Robert Benchley, beloved as he had been, had seen happiness elude him. He slumped into a decline before he died. Sleeping pills kept him awake at night, and the Benzedrine he took on the set made him sleepy. Finally, he gave up the Benzedrine because he could think of no important reason for wanting to be awake. Before the war, Dorothy had attended a Hollywood party where the guests had included Benchley and Robert Sherwood. Benchley went haywire. Pointing at Sherwood, who had recently won a second Pulitzer Prize for his drama Idiot’s Delight, he cringed in horror and cried out, “Those eyes—I can’t stand those eyes looking at me. He’s looking at me and thinking of how he knew me when I was going to be a great writer ... And he’s thinking now look at what I am.” Sherwood later admitted that those might very well have been his thoughts. When Harold Ross felt obliged to fire Benchley as The New Yorker theater critic, he deputized St. Clair McKelway
to deliver the bad news. Benchley, quickly sensing the reason for the meeting, told McKelway he understood perfectly and ordered another round of drinks.

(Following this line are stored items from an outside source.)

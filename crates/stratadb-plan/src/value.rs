//! Semantic literal values and their canonical ordering/encoding.
//!
//! Planning compares and encodes values; it never coerces them. Mixed-variant
//! comparisons are rank-only and must remain deterministic.

use serde::{Deserialize, Serialize};
use std::cmp::Ordering;

///
/// Value
///
/// Tagged semantic literal produced by the expression evaluator. `List` is
/// the resolved shape of IN operands; `Tuple` is the resolved shape of
/// multi-column operands.
///

#[derive(Clone, Debug, Deserialize, Eq, PartialEq, Serialize)]
pub enum Value {
    Null,
    Bool(bool),
    Int(i64),
    Text(String),
    Bytes(#[serde(with = "serde_bytes")] Vec<u8>),
    Uuid(u128),
    List(Vec<Value>),
    Tuple(Vec<Value>),
}

impl Value {
    /// Canonical variant rank; the first ordering criterion across variants.
    #[must_use]
    pub const fn canonical_rank(&self) -> u8 {
        match self {
            Self::Null => 0,
            Self::Bool(_) => 1,
            Self::Int(_) => 2,
            Self::Text(_) => 3,
            Self::Bytes(_) => 4,
            Self::Uuid(_) => 5,
            Self::List(_) => 6,
            Self::Tuple(_) => 7,
        }
    }

    #[must_use]
    pub const fn is_null(&self) -> bool {
        matches!(self, Self::Null)
    }

    /// Canonical byte encoding of one key component.
    ///
    /// The encoding is order-preserving within a variant: comparing encoded
    /// components bytewise agrees with `canonical_cmp`. Integers are
    /// sign-flipped big-endian; variable-length payloads carry a big-endian
    /// length prefix so composite keys cannot alias across components.
    #[must_use]
    pub fn encode_canonical(&self) -> Vec<u8> {
        let mut out = vec![self.canonical_rank()];
        match self {
            Self::Null => {}
            Self::Bool(b) => out.push(u8::from(*b)),
            Self::Int(i) => {
                // Flip the sign bit so byte order matches numeric order.
                out.extend_from_slice(&(*i as u64 ^ (1 << 63)).to_be_bytes());
            }
            Self::Text(s) => {
                out.extend_from_slice(&(s.len() as u32).to_be_bytes());
                out.extend_from_slice(s.as_bytes());
            }
            Self::Bytes(b) => {
                out.extend_from_slice(&(b.len() as u32).to_be_bytes());
                out.extend_from_slice(b);
            }
            Self::Uuid(u) => out.extend_from_slice(&u.to_be_bytes()),
            Self::List(items) | Self::Tuple(items) => {
                out.extend_from_slice(&(items.len() as u32).to_be_bytes());
                for item in items {
                    let encoded = item.encode_canonical();
                    out.extend_from_slice(&(encoded.len() as u32).to_be_bytes());
                    out.extend_from_slice(&encoded);
                }
            }
        }

        out
    }
}

/// Total canonical comparator used by all planning surfaces.
///
/// Ordering rules:
/// 1. Canonical variant rank
/// 2. Variant-specific comparison for same-ranked values
#[must_use]
pub fn canonical_cmp(left: &Value, right: &Value) -> Ordering {
    let rank = left.canonical_rank().cmp(&right.canonical_rank());
    if rank != Ordering::Equal {
        return rank;
    }

    canonical_cmp_same_rank(left, right)
}

/// Strict comparator for identical orderable variants.
///
/// Returns `None` for mismatched or non-orderable variants.
#[must_use]
pub fn strict_order_cmp(left: &Value, right: &Value) -> Option<Ordering> {
    match (left, right) {
        (Value::Bool(a), Value::Bool(b)) => Some(a.cmp(b)),
        (Value::Int(a), Value::Int(b)) => Some(a.cmp(b)),
        (Value::Text(a), Value::Text(b)) => Some(a.cmp(b)),
        (Value::Bytes(a), Value::Bytes(b)) => Some(a.cmp(b)),
        (Value::Uuid(a), Value::Uuid(b)) => Some(a.cmp(b)),
        _ => None,
    }
}

fn canonical_cmp_same_rank(left: &Value, right: &Value) -> Ordering {
    match (left, right) {
        (Value::Null, Value::Null) => Ordering::Equal,
        (Value::List(a), Value::List(b)) | (Value::Tuple(a), Value::Tuple(b)) => {
            canonical_cmp_seq(a, b)
        }
        _ => strict_order_cmp(left, right).unwrap_or(Ordering::Equal),
    }
}

/// Lexicographic canonical comparison over value sequences (prefix-ordered).
#[must_use]
pub fn canonical_cmp_seq(left: &[Value], right: &[Value]) -> Ordering {
    for (a, b) in left.iter().zip(right.iter()) {
        let ord = canonical_cmp(a, b);
        if ord != Ordering::Equal {
            return ord;
        }
    }

    left.len().cmp(&right.len())
}

///
/// TESTS
///

#[cfg(test)]
mod tests {
    use super::*;

    #[test]
    fn canonical_cmp_orders_within_variant() {
        assert_eq!(
            canonical_cmp(&Value::Int(-5), &Value::Int(3)),
            Ordering::Less
        );
        assert_eq!(
            canonical_cmp(&Value::Text("a".into()), &Value::Text("b".into())),
            Ordering::Less
        );
    }

    #[test]
    fn canonical_cmp_is_rank_only_across_variants() {
        assert_eq!(
            canonical_cmp(&Value::Bool(true), &Value::Int(i64::MIN)),
            Ordering::Less
        );
    }

    #[test]
    fn encoded_int_order_matches_numeric_order() {
        let values = [i64::MIN, -7, -1, 0, 1, 42, i64::MAX];
        for pair in values.windows(2) {
            let a = Value::Int(pair[0]).encode_canonical();
            let b = Value::Int(pair[1]).encode_canonical();
            assert!(a < b, "encoding must preserve order for {pair:?}");
        }
    }

    #[test]
    fn encoded_components_do_not_alias() {
        // ("ab", "c") and ("a", "bc") must encode differently.
        let left = Value::Tuple(vec![Value::Text("ab".into()), Value::Text("c".into())]);
        let right = Value::Tuple(vec![Value::Text("a".into()), Value::Text("bc".into())]);
        assert_ne!(left.encode_canonical(), right.encode_canonical());
    }

    #[test]
    fn seq_cmp_orders_prefixes_first() {
        let short = [Value::Int(1)];
        let long = [Value::Int(1), Value::Int(2)];
        assert_eq!(canonical_cmp_seq(&short, &long), Ordering::Less);
    }
}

Many of those associated with the Round Table were destined to live shorter-than-average lives. Ring Lardner, suffering from alcoholism and tuberculosis, died of a heart attack at the age of forty-eight. During his last years his face resembled a skull, and his trembling fingers could not light a match. Ruth Hale died suddenly when she was forty-seven, and Heywood Broun followed her at fifty-one.

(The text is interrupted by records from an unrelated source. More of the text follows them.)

//! Read-only schema and index-candidate snapshots consumed during planning.
//!
//! These are minimal runtime descriptors resolved by the catalog before
//! preparation starts; planning never mutates them and never reaches back
//! into the catalog.

use crate::value::Value;
use serde::{Deserialize, Serialize};
use std::fmt::{self, Display};
use std::sync::Arc;

///
/// ColumnKind
///

#[derive(Clone, Copy, Debug, Deserialize, Eq, PartialEq, Serialize)]
pub enum ColumnKind {
    PartitionKey,
    ClusteringKey,
    Regular,
    Static,
}

impl ColumnKind {
    #[must_use]
    pub const fn is_primary(self) -> bool {
        matches!(self, Self::PartitionKey | Self::ClusteringKey)
    }
}

///
/// ColumnType
///
/// Minimal type surface needed by restriction resolution. A lossy projection
/// of catalog types: planning only needs literal compatibility and whether a
/// column holds a collection.
///

#[derive(Clone, Debug, Deserialize, Eq, PartialEq, Serialize)]
pub enum ColumnType {
    Bool,
    Int,
    Text,
    Bytes,
    Uuid,
    List(Box<ColumnType>),
    Set(Box<ColumnType>),
    Map {
        key: Box<ColumnType>,
        value: Box<ColumnType>,
    },
}

impl ColumnType {
    #[must_use]
    pub const fn is_collection(&self) -> bool {
        matches!(self, Self::List(_) | Self::Set(_) | Self::Map { .. })
    }

    #[must_use]
    pub const fn is_map(&self) -> bool {
        matches!(self, Self::Map { .. })
    }

    /// Whether a resolved literal is shape-compatible with this type.
    /// Null is accepted everywhere; nullability is a range-time concern.
    #[must_use]
    pub fn accepts(&self, value: &Value) -> bool {
        match (self, value) {
            (_, Value::Null)
            | (Self::Bool, Value::Bool(_))
            | (Self::Int, Value::Int(_))
            | (Self::Text, Value::Text(_))
            | (Self::Bytes, Value::Bytes(_))
            | (Self::Uuid, Value::Uuid(_)) => true,
            (Self::List(inner) | Self::Set(inner), Value::List(items)) => {
                items.iter().all(|item| inner.accepts(item))
            }
            _ => false,
        }
    }
}

///
/// ColumnDef
///
/// Schema-bound column identity. `position` is the index inside the column's
/// own kind bucket (partition position, clustering position, or declaration
/// order for regular/static columns).
///

#[derive(Clone, Debug, Deserialize, Eq, PartialEq, Serialize)]
pub struct ColumnDef {
    pub name: String,
    pub kind: ColumnKind,
    pub position: usize,
    pub ty: ColumnType,
}

impl Display for ColumnDef {
    fn fmt(&self, f: &mut fmt::Formatter<'_>) -> fmt::Result {
        write!(f, "{}", self.name)
    }
}

///
/// TableSchema
///
/// Immutable snapshot of one table's column layout. Column identity is bound
/// to the owning schema: comparing columns across snapshots with different
/// `(keyspace, table, version)` identities is meaningless.
///

#[derive(Clone, Debug, Deserialize, Eq, PartialEq, Serialize)]
pub struct TableSchema {
    keyspace: String,
    table: String,
    version: u64,
    columns: Vec<ColumnDef>,
    partition_len: usize,
    clustering_len: usize,
}

pub type SchemaRef = Arc<TableSchema>;

impl TableSchema {
    /// Build a snapshot from per-kind column lists. Key order is positional.
    #[must_use]
    pub fn new(
        keyspace: impl Into<String>,
        table: impl Into<String>,
        version: u64,
        partition: Vec<(&str, ColumnType)>,
        clustering: Vec<(&str, ColumnType)>,
        regular: Vec<(&str, ColumnType)>,
        statics: Vec<(&str, ColumnType)>,
    ) -> Self {
        let mut columns = Vec::new();
        let partition_len = partition.len();
        let clustering_len = clustering.len();

        let buckets = [
            (ColumnKind::PartitionKey, partition),
            (ColumnKind::ClusteringKey, clustering),
            (ColumnKind::Regular, regular),
            (ColumnKind::Static, statics),
        ];
        for (kind, defs) in buckets {
            for (position, (name, ty)) in defs.into_iter().enumerate() {
                columns.push(ColumnDef {
                    name: name.to_string(),
                    kind,
                    position,
                    ty,
                });
            }
        }

        Self {
            keyspace: keyspace.into(),
            table: table.into(),
            version,
            columns,
            partition_len,
            clustering_len,
        }
    }

    #[must_use]
    pub fn keyspace(&self) -> &str {
        &self.keyspace
    }

    #[must_use]
    pub fn table(&self) -> &str {
        &self.table
    }

    #[must_use]
    pub const fn version(&self) -> u64 {
        self.version
    }

    /// Whether two snapshots denote the same schema identity.
    #[must_use]
    pub fn is_same(&self, other: &Self) -> bool {
        self.keyspace == other.keyspace
            && self.table == other.table
            && self.version == other.version
    }

    #[must_use]
    pub fn column(&self, name: &str) -> Option<&ColumnDef> {
        self.columns.iter().find(|col| col.name == name)
    }

    #[must_use]
    pub const fn partition_key_len(&self) -> usize {
        self.partition_len
    }

    #[must_use]
    pub const fn clustering_key_len(&self) -> usize {
        self.clustering_len
    }

    /// Partition-key columns in key order.
    pub fn partition_columns(&self) -> impl Iterator<Item = &ColumnDef> {
        self.columns
            .iter()
            .filter(|col| col.kind == ColumnKind::PartitionKey)
    }

    /// Clustering-key columns in key order.
    pub fn clustering_columns(&self) -> impl Iterator<Item = &ColumnDef> {
        self.columns
            .iter()
            .filter(|col| col.kind == ColumnKind::ClusteringKey)
    }

    #[must_use]
    pub fn partition_column(&self, position: usize) -> Option<&ColumnDef> {
        self.partition_columns().nth(position)
    }

    #[must_use]
    pub fn clustering_column(&self, position: usize) -> Option<&ColumnDef> {
        self.clustering_columns().nth(position)
    }
}

impl Display for TableSchema {
    fn fmt(&self, f: &mut fmt::Formatter<'_>) -> fmt::Result {
        write!(f, "{}.{}@v{}", self.keyspace, self.table, self.version)
    }
}

///
/// IndexLocality
///
/// Local indexes are co-located with their base partition; global indexes
/// are independently partitioned and need hash-coordinate translation.
///

#[derive(Clone, Copy, Debug, Deserialize, Eq, PartialEq, Serialize)]
pub enum IndexLocality {
    Local,
    Global,
}

///
/// IndexCandidate
///
/// One secondary index offered by the index manager for the duration of
/// planning; read-only.
///

#[derive(Clone, Debug, Deserialize, Eq, PartialEq, Serialize)]
pub struct IndexCandidate {
    pub name: String,
    pub column: String,
    pub locality: IndexLocality,
}

impl IndexCandidate {
    #[must_use]
    pub fn new(name: impl Into<String>, column: impl Into<String>, locality: IndexLocality) -> Self {
        Self {
            name: name.into(),
            column: column.into(),
            locality,
        }
    }
}

impl Display for IndexCandidate {
    fn fmt(&self, f: &mut fmt::Formatter<'_>) -> fmt::Result {
        let locality = match self.locality {
            IndexLocality::Local => "local",
            IndexLocality::Global => "global",
        };
        write!(f, "{}({}, {locality})", self.name, self.column)
    }
}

Since all of them, with few exceptions, were what would now be termed substance abusers, the problems they suffered are not surprising. Although Dorothy was the only one to attempt suicide, the rest selected alternate roads to self-damage, just as Dorothy herself did in the latter part of her life. Woollcott gorged himself into his grave with an early-Renaissance appetite for mountainous quantities of food; he adored creamy, calorie-loaded cocktails (he claimed the Brandy Alexander was named for him) and drank untold cups of coffee, although during rare periods of moderation he cut down to nineteen cups a day.
The others simply drank. Benchley’s friends choked when they watched him adding vodka to chocolate ice-cream sodas.
“Bob,” Scott Fitzgerald said after he had gone on the wagon, “don’t you know that drinking is slow death?”
Benchley had a ready answer. “So who’s in a hurry?”
Charles MacArthur, despite a stable second marriage to the long-suffering Helen Hayes, died of an internal hemorrhage after being hospitalized for nephritis and anemia. He was sixty and looked eighty. Eventually Heywood Broun’s hands shook and his nose reddened, although during the years when he had sedated himself with a flask of warm gin, his alcoholism had not been particularly noticeable. John O’Hara had recurrent drinking problems. Edmund Wilson, who was hospitalized during periods of manic-depression, also was afflicted by alcoholism. Enthroned on a divan in the Algonquin lobby, he ordered double martinis or double bourbons one after another, conducted brilliant, completely coherent conversations, but sometimes fell flat on his face when he got up to leave.